Assigned task: Please copy out the entries below exactly, beginning with the line that contains "let game = GameState::new(rules.initial_position());" and ending with the line that contains "TablePhase::InProgress", and include nothing outside that span.

The input:

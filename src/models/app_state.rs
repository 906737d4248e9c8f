use actix::Addr;

use crate::websocket::GameServer;

/// Application state shared between HTTP workers
pub struct AppState {
    pub server: Addr<GameServer>,
}
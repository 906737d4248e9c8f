//! The table: seats, the live game, chat and the turn clock.
//!
//! Every operation here runs on the single `GameServer` actor, so the table
//! never needs a lock. Effects leave through the [`Gateway`] and the turn
//! timer's scheduler.

use log::{debug, info, warn};

use crate::config::TableConfig;
use crate::error::MoveError;
use crate::game::chat::ChatLog;
use crate::game::rules::{MoveOutcome, RulesEngine, Terminal};
use crate::game::timer::{TimerScheduler, TurnTimer};
use crate::models::{
    Assigned, ClientMessage, EndReason, GameOver, GameState, LastMove, MoveEcho, MoveRequest,
    PlayerNames, Seat, SeatNames, Seats, ServerMessage, Side, StateSnapshot,
};

const MAX_NAME_LEN: usize = 32;
const SPECTATOR_NAME: &str = "Spectator";

/// Outbound delivery to connected viewers
pub trait Gateway {
    fn send_to(&mut self, connection: &str, message: ServerMessage);
    fn broadcast(&mut self, message: ServerMessage);
}

#[derive(Debug, Clone, Copy, PartialEq, Eq)]
pub enum TablePhase {
    Empty,
    AwaitingSecondPlayer,
    InProgress,
    Ended,
}

pub struct Table<R: RulesEngine, G, S> {
    rules: R,
    gateway: G,
    timer: TurnTimer<S>,
    seats: Seats,
    game: GameState<R::Position>,
    chat: ChatLog,
}

impl<R, G, S> Table<R, G, S>
where
    R: RulesEngine,
    G: Gateway,
    S: TimerScheduler,
{
    pub fn new(rules: R, gateway: G, scheduler: S, config: TableConfig) -> Self {
        let game = GameState::new(rules.initial_position());
        Table {
            rules,
            gateway,
            timer: TurnTimer::new(scheduler, config.turn_budget),
            seats: Seats::default(),
            game,
            chat: ChatLog::new(config.chat_capacity, config.chat_body_limit),
        }
    }

    pub fn phase(&self) -> TablePhase {
        if self.game.ended {
            TablePhase::Ended
        } else if self.game.started {
            TablePhase::InProgress
        } else if self.seats.is_empty() {
            TablePhase::Empty
        } else {
            TablePhase::AwaitingSecondPlayer
        }
    }

    pub fn seats(&self) -> &Seats {
        &self.seats
    }

    pub fn game(&self) -> &GameState<R::Position> {
        &self.game
    }

    pub fn chat(&self) -> &ChatLog {
        &self.chat
    }

    pub fn timer(&self) -> &TurnTimer<S> {
        &self.timer
    }

    pub fn gateway(&self) -> &G {
        &self.gateway
    }

    pub fn gateway_mut(&mut self) -> &mut G {
        &mut self.gateway
    }

    pub fn handle_message(&mut self, id: &str, message: ClientMessage) {
        match message {
            ClientMessage::Join { name } => self.join(id, &name),
            ClientMessage::Move(request) => self.submit_move(id, request),
            ClientMessage::ChatPost { body } => self.post_chat(id, &body),
            ClientMessage::RequestNewGame => self.request_new_game(id),
        }
    }

    /// Backfills a freshly opened connection with the current table state
    pub fn connect(&mut self, id: &str) {
        self.gateway
            .send_to(id, ServerMessage::ChatHistory(self.chat.snapshot()));
        self.gateway
            .send_to(id, ServerMessage::StateSnapshot(self.snapshot()));
        self.gateway.send_to(
            id,
            ServerMessage::Position(self.rules.encode(&self.game.position)),
        );
        self.gateway
            .send_to(id, ServerMessage::SeatsUpdate(self.seat_names()));
        if let Some(update) = self.timer.status() {
            self.gateway.send_to(id, ServerMessage::TimerUpdate(update));
        }
    }

    pub fn join(&mut self, id: &str, name: &str) {
        let name = clean_name(name);

        if let Some(side) = self.seats.side_of(id) {
            debug!("Connection {} already seated as {}", id, side.name());
            let seated_name = self.seats.display_name(side);
            self.notify_assigned(id, side, seated_name);
        } else if let Some(side) = [Side::White, Side::Black]
            .into_iter()
            .find(|side| !self.seats.get(*side).is_occupied())
        {
            info!("Assigning {} ({}) as {}", name, id, side.name());
            *self.seats.get_mut(side) = Seat::Occupied {
                connection: id.to_string(),
                name: name.clone(),
            };
            self.notify_assigned(id, side, name);

            if self.seats.is_full() {
                self.begin_game();
            }
        } else {
            info!("Table is full, {} ({}) joins as spectator", name, id);
            self.gateway.send_to(id, ServerMessage::Spectator);
        }

        self.broadcast_seats();
    }

    pub fn submit_move(&mut self, id: &str, request: MoveRequest) {
        if self.game.ended {
            debug!("Ignoring move from {}: {}", id, MoveError::GameOver);
            return;
        }

        match self.check_move(id, &request) {
            Ok(outcome) => self.commit_move(request, outcome),
            Err(e) => {
                warn!("Rejected move {}-{} from {}: {}", request.from, request.to, id, e);
                self.gateway
                    .send_to(id, ServerMessage::InvalidMove(MoveEcho::Parsed(request)));
            }
        }
    }

    /// A move frame whose payload could not be read
    pub fn reject_malformed_move(&mut self, id: &str, payload: serde_json::Value) {
        if self.game.ended {
            debug!("Ignoring malformed move from {}: {}", id, MoveError::GameOver);
            return;
        }
        self.gateway
            .send_to(id, ServerMessage::InvalidMove(MoveEcho::Raw(payload)));
    }

    pub fn disconnect(&mut self, id: &str) {
        self.timer.stop();

        if let Some(side) = self.seats.vacate(id) {
            info!("Player {} left the {} seat", id, side.name());

            if self.game.is_in_progress() {
                let winner = side.opponent();
                info!("{} wins by disconnect", winner.name());
                self.game.finish(Some(winner), EndReason::Disconnect);
                self.broadcast_game_over();
            }

            if self.seats.is_empty() {
                info!("Both seats vacant, resetting table");
                self.reset();
            }
        }

        self.broadcast_seats();
    }

    pub fn request_new_game(&mut self, id: &str) {
        if self.seats.side_of(id).is_none() {
            debug!("Ignoring new game request from spectator {}", id);
            return;
        }

        info!("New game requested by {}", id);
        self.reset();
        self.gateway.broadcast(ServerMessage::GameReset);
        if self.seats.is_full() {
            self.begin_game();
        }
    }

    pub fn post_chat(&mut self, id: &str, body: &str) {
        let author = self
            .seats
            .side_of(id)
            .and_then(|side| self.seats.get(side).name())
            .unwrap_or(SPECTATOR_NAME)
            .to_string();
        let message = self.chat.post(&author, id, body);
        self.gateway.broadcast(ServerMessage::ChatMessage(message));
    }

    /// Deferred firing from the turn timer
    pub fn turn_expired(&mut self, generation: u64) {
        if !self.timer.expire(generation) {
            debug!("Dropping stale turn timer {}", generation);
            return;
        }
        if self.game.ended {
            return;
        }

        let loser = self.game.side_to_move;
        info!("{} ran out of time", loser.name());
        self.game.finish(Some(loser.opponent()), EndReason::Timeout);
        self.broadcast_game_over();
    }

    fn check_move(
        &self,
        id: &str,
        request: &MoveRequest,
    ) -> Result<MoveOutcome<R::Position>, MoveError> {
        let side = self.seats.side_of(id).ok_or(MoveError::NotSeated)?;
        if side != self.game.side_to_move {
            return Err(MoveError::NotYourTurn);
        }
        self.rules.apply_move(&self.game.position, request)
    }

    fn commit_move(&mut self, mut request: MoveRequest, outcome: MoveOutcome<R::Position>) {
        self.timer.stop();

        request.from = outcome.from;
        request.to = outcome.to;
        if let Some(piece) = outcome.captured {
            self.game.captured.record(outcome.mover, piece.into());
        }

        self.game.last_move = Some(LastMove {
            from: request.from.clone(),
            to: request.to.clone(),
            piece: outcome.moved_piece,
            color: outcome.mover,
        });
        self.game.position = outcome.position;
        self.game.side_to_move = outcome.side_to_move;
        self.game.in_check = outcome.is_check;

        match outcome.terminal {
            Terminal::Checkmate => {
                info!("Checkmate, {} wins", outcome.mover.name());
                self.game.finish(Some(outcome.mover), EndReason::Checkmate);
            }
            Terminal::Draw => {
                info!("Game drawn");
                self.game.finish(None, EndReason::Draw);
            }
            Terminal::Ongoing => {}
        }

        self.gateway.broadcast(ServerMessage::Move(request));
        self.gateway.broadcast(ServerMessage::Position(
            self.rules.encode(&self.game.position),
        ));
        self.gateway
            .broadcast(ServerMessage::StateSnapshot(self.snapshot()));

        if self.game.ended {
            self.broadcast_game_over();
        } else {
            self.start_turn();
        }
    }

    fn begin_game(&mut self) {
        if self.game.ended {
            info!("Clearing finished game for new pairing");
            self.reset();
            self.gateway.broadcast(ServerMessage::GameReset);
        }

        let names = PlayerNames {
            white: self.seats.display_name(Side::White),
            black: self.seats.display_name(Side::Black),
        };
        info!("Game started: {} vs {}", names.white, names.black);
        self.game.started = true;
        self.gateway.broadcast(ServerMessage::GameStarted(names));
        self.start_turn();
    }

    fn start_turn(&mut self) {
        let update = self.timer.start();
        self.gateway.broadcast(ServerMessage::TimerUpdate(update));
    }

    fn reset(&mut self) {
        self.game = GameState::new(self.rules.initial_position());
        self.chat.clear();
        self.timer.stop();
    }

    fn notify_assigned(&mut self, id: &str, side: Side, name: String) {
        self.gateway.send_to(id, ServerMessage::Role(side));
        self.gateway.send_to(
            id,
            ServerMessage::Assigned(Assigned {
                side: side.name().to_string(),
                name,
            }),
        );
    }

    fn broadcast_game_over(&mut self) {
        let Some(reason) = self.game.end_reason else {
            return;
        };
        let winner = self.game.winner;
        self.gateway.broadcast(ServerMessage::GameOver(GameOver {
            winner: winner.map(|side| side.name().to_string()),
            reason,
            winner_name: winner.map(|side| self.seats.display_name(side)),
        }));
    }

    fn broadcast_seats(&mut self) {
        self.gateway
            .broadcast(ServerMessage::SeatsUpdate(self.seat_names()));
    }

    fn seat_names(&self) -> SeatNames {
        SeatNames {
            white: self.seats.get(Side::White).name().map(str::to_string),
            black: self.seats.get(Side::Black).name().map(str::to_string),
        }
    }

    fn snapshot(&self) -> StateSnapshot {
        StateSnapshot {
            last_move: self.game.last_move.clone(),
            captured_pieces: self.game.captured.clone(),
            side_to_move: self.game.side_to_move,
            in_check: self.game.in_check,
            ended: self.game.ended,
        }
    }
}

fn clean_name(name: &str) -> String {
    let name: String = name.trim().chars().take(MAX_NAME_LEN).collect();
    if name.is_empty() {
        "Anonymous".to_string()
    } else {
        name
    }
}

Response to this exercise:
        let game = GameState::new(rules.initial_position());
        Table {
            rules,
            gateway,
            timer: TurnTimer::new(scheduler, config.turn_budget),
            seats: Seats::default(),
            game,
            chat: ChatLog::new(config.chat_capacity, config.chat_body_limit),
        }
    }

    pub fn phase(&self) -> TablePhase {
        if self.game.ended {
            TablePhase::Ended
        } else if self.game.started {
            TablePhase::InProgress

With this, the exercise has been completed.